> **EXERCISE INSTRUCTIONS**:
Read the records below. Copy each line where the string "NoResponse" occurs.

> **SUPPLIED DATA**:
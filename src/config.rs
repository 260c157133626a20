use std::net::SocketAddr;
use std::path::{Path, PathBuf};
use std::time::Duration;

use anyhow::{Context, Result};
use figment::{
    Figment,
    providers::{Env, Format, Serialized, Toml},
};
use serde::{Deserialize, Serialize};

use crate::core::ServerConfig;
use crate::error::ConfigError;

pub const DEFAULT_CONFIG_PATH: &str = "/etc/litesentry/config.toml";

#[derive(Debug, Clone, Serialize, Deserialize)]
pub struct AppConfig {
    pub database_path: PathBuf,
    pub backup_directory: PathBuf,
    pub max_concurrent_jobs: usize,
    pub queue_capacity: usize,
    pub recent_jobs_limit: usize,
    pub command_timeout_secs: u64,
    pub connect_timeout_secs: u64,
    pub ssh_retry_attempts: u32,
    pub retry_backoff_ms: u64,
    pub shutdown_timeout_secs: u64,
    /// Global allow-list used when a server has no allowed roots of its own.
    pub allowed_roots: Vec<String>,
    pub mask_secrets: bool,
    pub rpc_bind: SocketAddr,
    pub verbose: bool,
    pub log_json: bool,
    pub discovery: DiscoveryConfig,
    pub servers: Vec<ServerConfig>,
}

#[derive(Debug, Clone, Serialize, Deserialize)]
pub struct DiscoveryConfig {
    pub batch_size: usize,
    pub suffixes: Vec<String>,
    pub excluded_dirs: Vec<String>,
}

impl Default for DiscoveryConfig {
    fn default() -> Self {
        Self {
            batch_size: 50,
            suffixes: [".db", ".sqlite", ".sqlite3"]
                .into_iter()
                .map(String::from)
                .collect(),
            excluded_dirs: [
                "/proc",
                "/sys",
                "/dev",
                "/run",
                "/tmp",
                "/var/tmp",
                "/var/cache",
                "/var/lib/docker",
                "/var/lib/containerd",
                "/snap",
                "/usr/share",
                "/home/*/.cache",
                "/home/*/.mozilla",
                "/home/*/.config",
                "/root/.cache",
            ]
            .into_iter()
            .map(String::from)
            .collect(),
        }
    }
}

impl Default for AppConfig {
    fn default() -> Self {
        Self {
            database_path: PathBuf::from("/var/lib/litesentry/jobs.db"),
            backup_directory: PathBuf::from("/var/lib/litesentry/backups"),
            max_concurrent_jobs: 4,
            queue_capacity: 1000,
            recent_jobs_limit: 100,
            command_timeout_secs: 300,
            connect_timeout_secs: 15,
            ssh_retry_attempts: 3,
            retry_backoff_ms: 500,
            shutdown_timeout_secs: 30,
            allowed_roots: Vec::new(),
            mask_secrets: true,
            rpc_bind: SocketAddr::from(([127, 0, 0, 1], 7420)),
            verbose: false,
            log_json: false,
            discovery: DiscoveryConfig::default(),
            servers: Vec::new(),
        }
    }
}

impl AppConfig {
    /// Layered load: defaults, then the TOML file, then `LITESENTRY_*`
    /// environment variables, then CLI overrides.
    pub fn new<T: Serialize>(config_path: Option<&Path>, overrides: Option<&T>) -> Result<Self> {
        let path = config_path.unwrap_or_else(|| Path::new(DEFAULT_CONFIG_PATH));

        let mut figment = Figment::from(Serialized::defaults(AppConfig::default()))
            .merge(Toml::file(path))
            .merge(Env::prefixed("LITESENTRY_").split("__"));

        if let Some(overrides) = overrides {
            figment = figment.merge(Serialized::defaults(overrides));
        }

        let config: AppConfig = figment
            .extract()
            .with_context(|| format!("Failed to load configuration from {}", path.display()))?;
        config.validate()?;
        Ok(config)
    }

    pub fn validate(&self) -> Result<(), ConfigError> {
        if self.max_concurrent_jobs == 0 {
            return Err(ConfigError::Invalid {
                field: "max_concurrent_jobs",
                reason: "must be at least 1".into(),
            });
        }
        if self.queue_capacity == 0 {
            return Err(ConfigError::Invalid {
                field: "queue_capacity",
                reason: "must be at least 1".into(),
            });
        }
        if self.discovery.batch_size == 0 {
            return Err(ConfigError::Invalid {
                field: "discovery.batch_size",
                reason: "must be at least 1".into(),
            });
        }
        if self.discovery.suffixes.is_empty() {
            return Err(ConfigError::Invalid {
                field: "discovery.suffixes",
                reason: "at least one suffix is required".into(),
            });
        }
        Ok(())
    }

    pub fn command_timeout(&self) -> Duration {
        Duration::from_secs(self.command_timeout_secs)
    }

    pub fn connect_timeout(&self) -> Duration {
        Duration::from_secs(self.connect_timeout_secs)
    }

    pub fn shutdown_timeout(&self) -> Duration {
        Duration::from_secs(self.shutdown_timeout_secs)
    }
}

#[cfg(test)]
mod tests {
    use super::*;
    use std::io::Write;

    #[derive(Serialize)]
    struct Overrides {
        max_concurrent_jobs: usize,
    }

    #[test]
    fn defaults_match_documented_values() {
        let config = AppConfig::default();
        assert_eq!(config.queue_capacity, 1000);
        assert_eq!(config.recent_jobs_limit, 100);
        assert_eq!(config.discovery.batch_size, 50);
        assert!(config.mask_secrets);
        assert!(config.validate().is_ok());
    }

    #[test]
    fn file_then_overrides_are_layered() {
        let mut file = tempfile::NamedTempFile::new().unwrap();
        writeln!(
            file,
            r#"
max_concurrent_jobs = 2
allowed_roots = ["/srv"]

[[servers]]
name = "prod"
host = "10.0.0.5"
username = "ops"
auth = "key"
private_key_path = "/home/ops/.ssh/id_ed25519"
"#
        )
        .unwrap();

        let config = AppConfig::new(
            Some(file.path()),
            Some(&Overrides {
                max_concurrent_jobs: 8,
            }),
        )
        .unwrap();

        assert_eq!(config.max_concurrent_jobs, 8);
        assert_eq!(config.allowed_roots, vec!["/srv".to_string()]);
        assert_eq!(config.servers.len(), 1);
        assert_eq!(config.servers[0].port, 22);
    }

    #[test]
    fn zero_concurrency_is_rejected() {
        let config = AppConfig {
            max_concurrent_jobs: 0,
            ..Default::default()
        };
        assert!(config.validate().is_err());
    }
}
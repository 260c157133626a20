//! RPC client for connecting to the daemon.

use std::net::SocketAddr;
use std::time::Duration;

use serde::de::DeserializeOwned;
use serde_json::{Value, json};
use thiserror::Error;
use tokio::io::{AsyncBufReadExt, AsyncWriteExt, BufReader};
use tokio::net::TcpStream;

use super::protocol::{Request, Response, RpcError};
use crate::core::{Job, JobKind};

const CONNECT_TIMEOUT: Duration = Duration::from_secs(5);

#[derive(Debug, Error)]
pub enum ClientError {
    #[error("failed to connect to daemon at {addr}: {source}")]
    Connect {
        addr: SocketAddr,
        #[source]
        source: std::io::Error,
    },

    #[error("communication error: {0}")]
    Io(#[from] std::io::Error),

    #[error("malformed message: {0}")]
    Json(#[from] serde_json::Error),

    #[error("daemon closed the connection without replying")]
    NoResponse,

    #[error("RPC error {}: {}", .0.code, .0.message)]
    Rpc(RpcError),
}

/// RPC client for communicating with the daemon. One connection per call.
pub struct RpcClient {
    addr: SocketAddr,
}

impl RpcClient {
    pub fn new(addr: SocketAddr) -> Self {
        Self { addr }
    }

    /// Call an RPC method and decode its result.
    pub async fn call<T: DeserializeOwned>(
        &self,
        method: &str,
        params: Option<Value>,
    ) -> Result<T, ClientError> {
        let connect = |source: std::io::Error| ClientError::Connect {
            addr: self.addr,
            source,
        };
        let stream = tokio::time::timeout(CONNECT_TIMEOUT, TcpStream::connect(self.addr))
            .await
            .map_err(|_| {
                connect(std::io::Error::new(
                    std::io::ErrorKind::TimedOut,
                    "connection timed out",
                ))
            })?
            .map_err(connect)?;

        let request = Request {
            jsonrpc: "2.0".to_string(),
            method: method.to_string(),
            params,
            id: Some(Value::Number(1.into())),
        };
        let mut request_json = serde_json::to_string(&request)?;
        request_json.push('\n');

        let (reader, mut writer) = stream.into_split();
        writer.write_all(request_json.as_bytes()).await?;

        let mut reader = BufReader::new(reader);
        let mut response_line = String::new();
        if reader.read_line(&mut response_line).await? == 0 {
            return Err(ClientError::NoResponse);
        }

        let response: Response = serde_json::from_str(&response_line)?;
        if let Some(error) = response.error {
            return Err(ClientError::Rpc(error));
        }
        Ok(serde_json::from_value(response.result.unwrap_or(Value::Null))?)
    }

    pub async fn status(&self) -> Result<Value, ClientError> {
        self.call("daemon.status", None).await
    }

    pub async fn list_jobs(&self, limit: Option<usize>) -> Result<Vec<Job>, ClientError> {
        self.call("jobs.list", Some(json!({ "limit": limit }))).await
    }

    pub async fn get_job(&self, id: &str) -> Result<Job, ClientError> {
        self.call("jobs.get", Some(json!({ "id": id }))).await
    }

    /// Returns whether the daemon accepted the cancellation.
    pub async fn cancel_job(&self, id: &str) -> Result<bool, ClientError> {
        let reply: Value = self.call("jobs.cancel", Some(json!({ "id": id }))).await?;
        Ok(reply.get("cancelled").and_then(Value::as_bool).unwrap_or(false))
    }

    /// Enqueue a job and return its id.
    pub async fn enqueue(&self, kind: JobKind, payload: Value) -> Result<String, ClientError> {
        let reply: Value = self
            .call("jobs.enqueue", Some(json!({ "kind": kind, "payload": payload })))
            .await?;
        match reply.get("id").and_then(Value::as_str) {
            Some(id) => Ok(id.to_string()),
            None => Err(ClientError::NoResponse),
        }
    }
}
#[async_trait]
impl Transport for SshTransport {
    async fn execute_command(
        &self,
        server: &ServerConfig,
        command: &str,
        cancel: &CancellationToken,
    ) -> CommandResult {
        let started = Instant::now();
        let key = server.pool_key();
        let span = info_span!("remote_command", server = %server.name, pool_key = %key);

        async {
            let session = match self.command_session(server, cancel).await {
                Ok(session) => session,
                Err(TransportError::Cancelled) => {
                    debug!("Cancelled while waiting for an SSH session");
                    return CommandResult::failure(
                        TransportError::Cancelled.to_string(),
                        elapsed_ms(started),
                    );
                }
                Err(e) => {
                    let message = self.mask(server, &e.to_string());
                    warn!(error = %message, "Failed to obtain SSH session");
                    return CommandResult::failure(message, elapsed_ms(started));
                }
            };

            let owned_command = command.to_string();
            let handle =
                tokio::task::spawn_blocking(move || run_command_blocking(&session, &owned_command));

            match wait_blocking(handle, cancel, self.options.command_timeout).await {
                Ok(Waited::Done(Ok(output))) => {
                    let success = output.exit_code == 0;
                    debug!(exit_code = output.exit_code, "Remote command finished");
                    CommandResult {
                        success,
                        stdout: output.stdout,
                        stderr: self.mask(server, &output.stderr),
                        exit_code: Some(output.exit_code),
                        duration_ms: elapsed_ms(started),
                        error: None,
                    }
                }
                Ok(Waited::Done(Err(e))) | Err(e) => {
                    // The session is presumed broken after any transport fault
                    self.evict_command(&key);
                    let message = self.mask(server, &e.to_string());
                    warn!(error = %message, "Remote command failed");
                    CommandResult::failure(message, elapsed_ms(started))
                }
                Ok(Waited::Cancelled) => {
                    debug!("Stopped waiting for remote command after cancellation");
                    CommandResult::failure(
                        TransportError::Cancelled.to_string(),
                        elapsed_ms(started),
                    )
                }
                Ok(Waited::TimedOut) => {
                    self.evict_command(&key);
                    let e = TransportError::Timeout(self.options.command_timeout.as_secs());
                    warn!(error = %e, "Remote command timed out");
                    CommandResult::failure(e.to_string(), elapsed_ms(started))
                }
            }
        }
        .instrument(span)
        .await
    }

    async fn test_connection(&self, server: &ServerConfig) -> bool {
        let result = self
            .execute_command(server, "true", &CancellationToken::new())
            .await;
        result.success
    }

    async fn download(
        &self,
        server: &ServerConfig,
        remote_path: &str,
        local_path: &Path,
        on_progress: Option<ProgressFn>,
        cancel: &CancellationToken,
    ) -> TransferResult {
        let started = Instant::now();
        let key = server.pool_key();
        let span = info_span!(
            "download",
            server = %server.name,
            remote_path = %remote_path,
            local_path = %local_path.display()
        );

        async {
            if let Some(parent) = local_path.parent().filter(|p| !p.as_os_str().is_empty()) {
                if let Err(e) = tokio::fs::create_dir_all(parent).await {
                    return TransferResult::failed(
                        format!("failed to create {}: {}", parent.display(), e),
                        0,
                        elapsed_ms(started),
                    );
                }
            }

            let session = match self.transfer_session(server, cancel).await {
                Ok(session) => session,
                Err(e) => {
                    return TransferResult::failed(
                        self.mask(server, &e.to_string()),
                        0,
                        elapsed_ms(started),
                    );
                }
            };

            let remote = remote_path.to_string();
            let local = local_path.to_path_buf();
            let token = cancel.clone();
            let joined = tokio::task::spawn_blocking(move || -> Result<u64, (String, bool)> {
                let sftp = session.sftp().map_err(|e| (e.to_string(), true))?;
                let remote_stat = sftp.stat(Path::new(&remote)).ok();
                let total = remote_stat.as_ref().and_then(|s| s.size);
                let mut file = sftp
                    .open(Path::new(&remote))
                    .map_err(|e| (format!("failed to open {}: {}", remote, e), false))?;

                let bytes =
                    stream::copy_to_file(&mut file, &local, total, on_progress.as_ref(), &token)
                        .map_err(transfer_failure)?;

                if let Some(mtime) = remote_stat.and_then(|s| s.mtime) {
                    let ft = filetime::FileTime::from_unix_time(mtime as i64, 0);
                    if let Err(e) = filetime::set_file_mtime(&local, ft) {
                        debug!(error = %e, "Failed to preserve remote modification time");
                    }
                }
                Ok(bytes)
            })
            .await;

            match joined {
                Ok(Ok(bytes)) => {
                    info!(bytes, "Download complete");
                    TransferResult::ok(bytes, elapsed_ms(started))
                }
                Ok(Err((message, evict))) => {
                    if evict {
                        self.evict_transfer(&key);
                    }
                    warn!(error = %message, "Download failed");
                    TransferResult::failed(message, 0, elapsed_ms(started))
                }
                Err(e) => {
                    stream::remove_partial(local_path);
                    TransferResult::failed(e.to_string(), 0, elapsed_ms(started))
                }
            }
        }
        .instrument(span)
        .await
    }

    async fn upload(
        &self,
        server: &ServerConfig,
        local_path: &Path,
        remote_path: &str,
        on_progress: Option<ProgressFn>,
        cancel: &CancellationToken,
    ) -> TransferResult {
        let started = Instant::now();
        let key = server.pool_key();
        let span = info_span!(
            "upload",
            server = %server.name,
            local_path = %local_path.display(),
            remote_path = %remote_path
        );

        async {
            let total = match tokio::fs::metadata(local_path).await {
                Ok(meta) if meta.is_file() => meta.len(),
                _ => {
                    return TransferResult::failed(
                        format!("local file not found: {}", local_path.display()),
                        0,
                        elapsed_ms(started),
                    );
                }
            };

            let session = match self.transfer_session(server, cancel).await {
                Ok(session) => session,
                Err(e) => {
                    return TransferResult::failed(
                        self.mask(server, &e.to_string()),
                        0,
                        elapsed_ms(started),
                    );
                }
            };

            let remote = remote_path.to_string();
            let local = local_path.to_path_buf();
            let token = cancel.clone();
            let joined = tokio::task::spawn_blocking(move || -> Result<u64, (String, bool)> {
                let sftp = session.sftp().map_err(|e| (e.to_string(), true))?;
                let source = File::open(&local)
                    .map_err(|e| (format!("failed to open {}: {}", local.display(), e), false))?;
                let mut reader = BufReader::with_capacity(stream::CHUNK_SIZE, source);
                let mut remote_file = sftp
                    .create(Path::new(&remote))
                    .map_err(|e| (format!("failed to create {}: {}", remote, e), false))?;

                let result = stream::copy_stream(
                    &mut reader,
                    &mut remote_file,
                    Some(total),
                    on_progress.as_ref(),
                    &token,
                );
                if result.is_err() {
                    drop(remote_file);
                    let _ = sftp.unlink(Path::new(&remote));
                }
                result.map_err(transfer_failure)
            })
            .await;

            match joined {
                Ok(Ok(bytes)) => {
                    info!(bytes, "Upload complete");
                    TransferResult::ok(bytes, elapsed_ms(started))
                }
                Ok(Err((message, evict))) => {
                    if evict {
                        self.evict_transfer(&key);
                    }
                    warn!(error = %message, "Upload failed");
                    TransferResult::failed(message, 0, elapsed_ms(started))
                }
                Err(e) => TransferResult::failed(e.to_string(), 0, elapsed_ms(started)),
            }
        }
        .instrument(span)
        .await
    }
}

> **TASK SOLUTION**:
    NoResponse,
            return Err(ClientError::NoResponse);
            None => Err(ClientError::NoResponse),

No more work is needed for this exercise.